Behind them, the major called out that he was taking Ms Manning to the shelter of his car. Willet seemed not to feel the rain dripping off his face. There was another failure, another death, another soldier tramping disconsolately forward after his position was identified. He told the sergeant that he would make damn certain that no blame accrued to him for helping the civilian, Augustus Henderson Peake, understand the trade of killing, and surviving.

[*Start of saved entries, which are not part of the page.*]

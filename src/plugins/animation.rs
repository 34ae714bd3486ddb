use crate::components::{AnimationState, Collider, CollisionMask, JumpState, Player, Velocity};
use crate::config::GameConfig;
use crate::enums::{AnimationType, FacingDirection};
use crate::plugins::assets::SpriteLibrary;
use crate::plugins::physics::GameTick;
use bevy::prelude::*;
use std::collections::HashSet;

/// Plugin for sprite sheet selection and frame cycling
pub struct AnimationPlugin;

impl Plugin for AnimationPlugin {
    fn build(&self, app: &mut App) {
        app.init_resource::<MissingSheets>()
            .add_systems(FixedUpdate, animate_player_system.in_set(GameTick::Animate));
    }
}

/// Sheet names already reported as missing
#[derive(Resource, Debug, Default)]
pub struct MissingSheets(pub HashSet<String>);

/// Pick the animation for the player's current motion
pub fn select_animation(velocity: &Velocity, jump_state: &JumpState, gravity: f32) -> AnimationType {
    if velocity.y < 0.0 {
        match jump_state.jump_count {
            1 => AnimationType::Jump,
            2 => AnimationType::DoubleJump,
            _ => AnimationType::Idle,
        }
    } else if velocity.y > gravity * 2.0 {
        AnimationType::Fall
    } else if velocity.x != 0.0 {
        AnimationType::Run
    } else {
        AnimationType::Idle
    }
}

/// Each frame is held for `delay` ticks, then the sheet loops
pub fn frame_index(animation_count: u32, delay: u32, frames: usize) -> usize {
    (animation_count / delay.max(1)) as usize % frames.max(1)
}

/// Swap the player's texture, rectangle and mask to the current frame
#[allow(clippy::type_complexity)]
fn animate_player_system(
    config: Res<GameConfig>,
    library: Option<Res<SpriteLibrary>>,
    mut query: Query<
        (
            &Velocity,
            &JumpState,
            &FacingDirection,
            &mut AnimationState,
            &mut Collider,
            &mut CollisionMask,
            &mut Handle<Image>,
        ),
        With<Player>,
    >,
    mut missing: ResMut<MissingSheets>,
) {
    let Some(library) = library else {
        return;
    };

    for (velocity, jump_state, facing, mut animation, mut collider, mut mask, mut texture) in
        query.iter_mut()
    {
        let animation_type = select_animation(velocity, jump_state, config.gravity);
        let key = animation_type.sheet_key(*facing);

        let Some(frames) = library.frames(&key) else {
            if missing.0.insert(key.clone()) {
                warn!("No sprite sheet named {}", key);
            }
            continue;
        };

        let index = frame_index(animation.animation_count, config.animation_delay, frames.len());
        let frame = &frames[index];

        animation.current = animation_type;
        animation.frame = index;
        animation.animation_count += 1;

        // Rectangle follows the frame size; the top-left corner stays put
        let size = frame.size();
        *collider = Collider::new(size.x, size.y);
        mask.0 = frame.mask.clone();
        *texture = frame.texture.clone();
    }
}

#[cfg(test)]
mod tests {
    use super::*;
    use crate::mask::Mask;
    use crate::plugins::assets::SpriteFrame;

    fn frame(width: u32, height: u32) -> SpriteFrame {
        SpriteFrame {
            texture: Handle::default(),
            mask: Mask::filled(width, height),
        }
    }

    fn test_library() -> SpriteLibrary {
        let mut library = SpriteLibrary::default();
        library
            .sheets
            .insert("idle_left".to_string(), vec![frame(64, 64); 11]);
        library
            .sheets
            .insert("run_right".to_string(), vec![frame(64, 64), frame(60, 62)]);
        library
    }

    fn test_app() -> App {
        let mut app = App::new();
        app.add_plugins(MinimalPlugins)
            .insert_resource(GameConfig::default())
            .insert_resource(test_library())
            .init_resource::<MissingSheets>()
            .add_systems(Update, animate_player_system);
        app
    }

    fn spawn_player(app: &mut App, velocity: Velocity, facing: FacingDirection, count: u32) -> Entity {
        app.world
            .spawn((
                Player,
                velocity,
                JumpState::default(),
                facing,
                AnimationState {
                    animation_count: count,
                    ..Default::default()
                },
                Collider::new(50.0, 50.0),
                CollisionMask(Mask::filled(50, 50)),
                Handle::<Image>::default(),
            ))
            .id()
    }

    #[test]
    fn test_idle_when_still() {
        let animation = select_animation(&Velocity::default(), &JumpState::default(), 1.0);
        assert_eq!(animation, AnimationType::Idle);
    }

    #[test]
    fn test_run_when_moving_horizontally() {
        let animation = select_animation(&Velocity::new(-5.0, 0.0), &JumpState::default(), 1.0);
        assert_eq!(animation, AnimationType::Run);
    }

    #[test]
    fn test_jump_and_double_jump_while_rising() {
        let rising = Velocity::new(5.0, -8.0);
        let once = JumpState {
            fall_count: 0,
            jump_count: 1,
        };
        let twice = JumpState {
            fall_count: 0,
            jump_count: 2,
        };
        assert_eq!(select_animation(&rising, &once, 1.0), AnimationType::Jump);
        assert_eq!(select_animation(&rising, &twice, 1.0), AnimationType::DoubleJump);
    }

    #[test]
    fn test_fall_only_past_twice_gravity() {
        let state = JumpState::default();
        assert_eq!(
            select_animation(&Velocity::new(5.0, 2.0), &state, 1.0),
            AnimationType::Run
        );
        assert_eq!(
            select_animation(&Velocity::new(5.0, 2.5), &state, 1.0),
            AnimationType::Fall
        );
    }

    #[test]
    fn test_frame_index_holds_each_frame_for_delay_ticks() {
        let indices: Vec<usize> = (0..8).map(|count| frame_index(count, 3, 2)).collect();
        assert_eq!(indices, vec![0, 0, 0, 1, 1, 1, 0, 0]);
    }

    #[test]
    fn test_frame_index_guards_zero_values() {
        assert_eq!(frame_index(5, 0, 3), 2);
        assert_eq!(frame_index(5, 3, 0), 0);
    }

    #[test]
    fn test_system_resizes_rect_and_mask_to_frame() {
        let mut app = test_app();
        let player = spawn_player(&mut app, Velocity::new(5.0, 0.0), FacingDirection::Right, 3);

        app.update();

        let animation = app.world.get::<AnimationState>(player).unwrap();
        assert_eq!(animation.current, AnimationType::Run);
        assert_eq!(animation.frame, 1);
        assert_eq!(animation.animation_count, 4);

        assert_eq!(*app.world.get::<Collider>(player).unwrap(), Collider::new(60.0, 62.0));
        let mask = &app.world.get::<CollisionMask>(player).unwrap().0;
        assert_eq!(mask.size(), UVec2::new(60, 62));
    }

    #[test]
    fn test_missing_sheet_leaves_sprite_unchanged() {
        let mut app = test_app();
        let player = spawn_player(&mut app, Velocity::new(-5.0, 0.0), FacingDirection::Left, 3);

        app.update();

        let animation = app.world.get::<AnimationState>(player).unwrap();
        assert_eq!(animation.animation_count, 3);
        assert_eq!(*app.world.get::<Collider>(player).unwrap(), Collider::new(50.0, 50.0));
    }

    #[test]
    fn test_missing_sheet_reported_once_per_name() {
        let mut app = test_app();
        let player = spawn_player(&mut app, Velocity::new(-5.0, 0.0), FacingDirection::Left, 0);

        for _ in 0..5 {
            app.update();
        }
        let missing = &app.world.resource::<MissingSheets>().0;
        assert_eq!(missing.len(), 1);
        assert!(missing.contains("run_left"));

        // Standing still facing right needs another absent sheet
        *app.world.get_mut::<Velocity>(player).unwrap() = Velocity::default();
        *app.world.get_mut::<FacingDirection>(player).unwrap() = FacingDirection::Right;
        for _ in 0..5 {
            app.update();
        }
        let missing = &app.world.resource::<MissingSheets>().0;
        assert_eq!(missing.len(), 2);
        assert!(missing.contains("idle_right"));
    }

    #[test]
    fn test_animation_cycles_over_ticks() {
        let mut app = test_app();
        let player = spawn_player(&mut app, Velocity::default(), FacingDirection::Left, 0);

        for _ in 0..34 {
            app.update();
        }

        // 33 ticks into an 11 frame sheet at 3 ticks per frame wraps to 0
        let animation = app.world.get::<AnimationState>(player).unwrap();
        assert_eq!(animation.frame, 0);
        assert_eq!(animation.animation_count, 34);
    }
}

‘What else did he learn here?’

‘I took him into the library, showed him what we had on sniping and signed them out in my name. In the evenings, off camp, I got the specialist instructors to meet him. There was Sergeant Williams who’s into dogs, because dogs are big for snipers, that’s tracker dogs. Sergeant Browne is weapons maintenance, Sergeant Fenton is camouflage, Sergeant Stevens is the top man for the tactics of using the AWM Lapua Magnum against armour, communications and helicopters. Sergeant—’

‘Did you say helicopters? You mean gun-ship helicopters?’

‘It’s not a cake-walk he’s gone on, Mr Willet. That’s why I passed him on to an old friend. Whatever they throw at him, he won’t back off. It’s a powerful thing, loyalty.’

He’d sent the signals first, then steadied himself and opened the secure voice link to Langley.